Should You Be Worried About Surveillance By The Insurance Company After A Fort Myers Car Accident?
Yes — and I would rather you know that from day one than find out at a deposition when a defense attorney slides a stack of video stills across the table. Insurance carriers in Florida watch claimants. They have done it for decades. The tools are different now than they were in the 1990s, and the rules around them are tighter than most people realize, but the basic fact has not changed. A client who sits down in our office on Bonita Beach Road and quietly asks whether the car parked across the street from their house all weekend might have something to do with the claim — the answer is: it might.
I would rather a client know that going in than find out later. So here is the plain version of what Florida law actually allows, what we see Fort Myers carriers actually do, and how we handle it in our office.
What Florida law actually says about insurance surveillance
There is no single statute titled “insurance surveillance” in Florida. What exists instead is a patchwork of privacy law, evidence law, and the practical limits that the Florida Constitution puts on what an investigator can do. A few rules drive most of the day-to-day calls we field.

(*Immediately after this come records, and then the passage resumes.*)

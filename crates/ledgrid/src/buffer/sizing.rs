// SPDX-License-Identifier: Apache-2.0 OR MIT
// Copyright (c) 2025-2026 ledgrid contributors

//! Dynamic batch sizing from controller fullness reports.
//!
//! The batch cap adapts to the slowest reporting controller: the fuller its
//! buffer, the smaller the batches everyone gets. Unreported controllers do
//! not constrain the size.

use super::record::ControllerRecord;

/// Fullness band thresholds and the caps they impose.
const BAND_HIGH: f32 = 0.8;
const BAND_HIGH_CAP: usize = 30;
const BAND_MID: f32 = 0.6;
const BAND_MID_CAP: usize = 60;
const BAND_LOW: f32 = 0.4;
const BAND_LOW_CAP: usize = 90;

/// Cap imposed by a single controller's fullness.
fn band_cap(fullness: f32, batch_size_max: usize) -> usize {
    if fullness > BAND_HIGH {
        BAND_HIGH_CAP
    } else if fullness > BAND_MID {
        BAND_MID_CAP
    } else if fullness > BAND_LOW {
        BAND_LOW_CAP
    } else {
        batch_size_max
    }
}

/// Minimum band over all reporting controllers, clamped to
/// `batch_size_max`. With no reports yet, the full size is allowed.
pub fn dynamic_batch_size<'a>(
    records: impl Iterator<Item = &'a ControllerRecord>,
    batch_size_max: usize,
) -> usize {
    records
        .filter(|r| r.has_reported)
        .map(|r| band_cap(r.reported_fullness, batch_size_max))
        .min()
        .unwrap_or(batch_size_max)
        .min(batch_size_max)
}

// ============================================================================
// TESTS
// ============================================================================

#[cfg(test)]
mod tests {
    use super::*;

    fn reporting(id: &str, fullness: f32) -> ControllerRecord {
        let mut rec = ControllerRecord::new(id);
        rec.reported_fullness = fullness;
        rec.has_reported = true;
        rec
    }

    #[test]
    fn test_no_reports_uses_max() {
        let records: Vec<ControllerRecord> = vec![ControllerRecord::new("silent")];
        assert_eq!(dynamic_batch_size(records.iter(), 120), 120);
    }

    #[test]
    fn test_bands() {
        assert_eq!(band_cap(0.9, 120), 30);
        assert_eq!(band_cap(0.7, 120), 60);
        assert_eq!(band_cap(0.5, 120), 90);
        assert_eq!(band_cap(0.3, 120), 120);
        // Boundary values fall into the laxer band.
        assert_eq!(band_cap(0.8, 120), 60);
        assert_eq!(band_cap(0.4, 120), 120);
    }

    #[test]
    fn test_slowest_controller_wins() {
        let records = vec![reporting("fast", 0.1), reporting("slow", 0.9)];
        assert_eq!(dynamic_batch_size(records.iter(), 120), 30);
    }

    #[test]
    fn test_unreported_controller_does_not_constrain() {
        let records = vec![reporting("ok", 0.5), ControllerRecord::new("new")];
        assert_eq!(dynamic_batch_size(records.iter(), 120), 90);
    }

    #[test]
    fn test_band_never_exceeds_configured_max() {
        let records = vec![reporting("c", 0.5)];
        assert_eq!(dynamic_batch_size(records.iter(), 40), 40);
    }
}
// SPDX-License-Identifier: Apache-2.0 OR MIT
// Copyright (c) 2025-2026 ledgrid contributors

//! Crate-level error type.
//!
//! Errors are recovered locally at the layer that owns the resource; only
//! transport and protocol errors terminate a controller session. Nothing in
//! this enum aborts the frame buffer or the process.

use thiserror::Error;

use crate::config::ConfigError;
use crate::protocol::{DecodeError, EncodeError};

/// Result alias used throughout the crate.
pub type Result<T> = std::result::Result<T, Error>;

/// Errors returned by ledgrid operations.
#[derive(Debug, Error)]
pub enum Error {
    /// Frame dimensions and pixel payload disagree, or exceed the grid limits.
    #[error("invalid frame: {0}")]
    InvalidFrame(String),

    /// Failure while building a batch body. The batch is aborted and the
    /// per-controller sequence is not advanced.
    #[error(transparent)]
    Encode(#[from] EncodeError),

    /// Malformed inbound bytes or message.
    #[error(transparent)]
    Decode(#[from] DecodeError),

    /// Socket send/receive failure. The owning session transitions to CLOSED.
    #[error("transport error: {0}")]
    Transport(String),

    /// Unknown event, sequence mismatch, or repeated malformed input.
    #[error("protocol violation: {0}")]
    Protocol(String),

    /// The frame queues exceeded their hard cap and frames were dropped.
    #[error("buffer overflow: {dropped} frames dropped")]
    BufferOverflow { dropped: usize },

    /// An actor mailbox or reply channel closed before the operation finished.
    #[error("channel closed: {0}")]
    ChannelClosed(&'static str),

    /// Underlying I/O failure.
    #[error("I/O error: {0}")]
    Io(#[from] std::io::Error),

    /// Configuration file or value problem.
    #[error(transparent)]
    Config(#[from] ConfigError),
}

Florida is a two-party consent state for audio recording. That means a private investigator who hides a microphone in a flower planter on your porch and records you talking to a relative has very likely committed a third-degree felony. Video in a public place is treated differently than audio of a private conversation, and that distinction matters a great deal in how these cases unfold.
The financial backdrop also matters, because it pushes carriers toward more watching, not less. The deadline to file a negligence lawsuit shrank in 2023. Under §95.11(4)(a), Florida Statutes, the statute of limitations on a negligence claim is now two years from the date of the crash, cut down from the prior four. Plain English: a Fort Myers driver rear-ended on Cleveland Avenue in May 2026 has until May 2028 to file suit, not May 2030. Carriers know that. They also know the comparative fault rule under §768.81, Florida Statutes, was rewritten the same year. A jury can now bar a recovery entirely if the injured driver is found 51% or more at fault. Plain English: if a defense lawyer can paint the injured driver as the bigger cause of the crash, the injured driver walks away with zero. That single rule change put a premium on every piece of evidence a carrier can collect, including a private investigator’s video.
Two more pieces of law deserve a mention because they touch every Fort Myers car wreck claim. Under §627.736, Florida Statutes, your own PIP coverage pays the first $10,000 of medical and wage loss regardless of fault, and those records become part of any later third-party claim. Under §627.727, Florida Statutes, uninsured and underinsured motorist coverage on your own policy steps in when the at-fault driver has too little insurance or, as in the case I describe below, drives off and is never identified. The hit-and-run cases live and die on UM coverage, which is one reason carriers watch hit-and-run claimants closely.
Four surveillance methods Fort Myers carriers actually use
Most of what carriers run in Lee County falls into one of four bucket types. I list them in roughly the order they show up.
- Public-place video by a licensed Florida private investigator. A vehicle with tinted windows sits near the driveway for hours. The investigator films the claimant carrying groceries from the car, walking the dog along McGregor Boulevard, or unloading mulch in the front yard. Florida courts have allowed this for decades so long as it stays on public ground.
- Social media pulls. A claims adjuster runs a search on the claimant’s name and pulls every public Facebook, Instagram, TikTok, and LinkedIn post for the last several years. Wedding photos, fishing trips, a beach run at Sanibel from before the wreck — anything that looks active goes into the file.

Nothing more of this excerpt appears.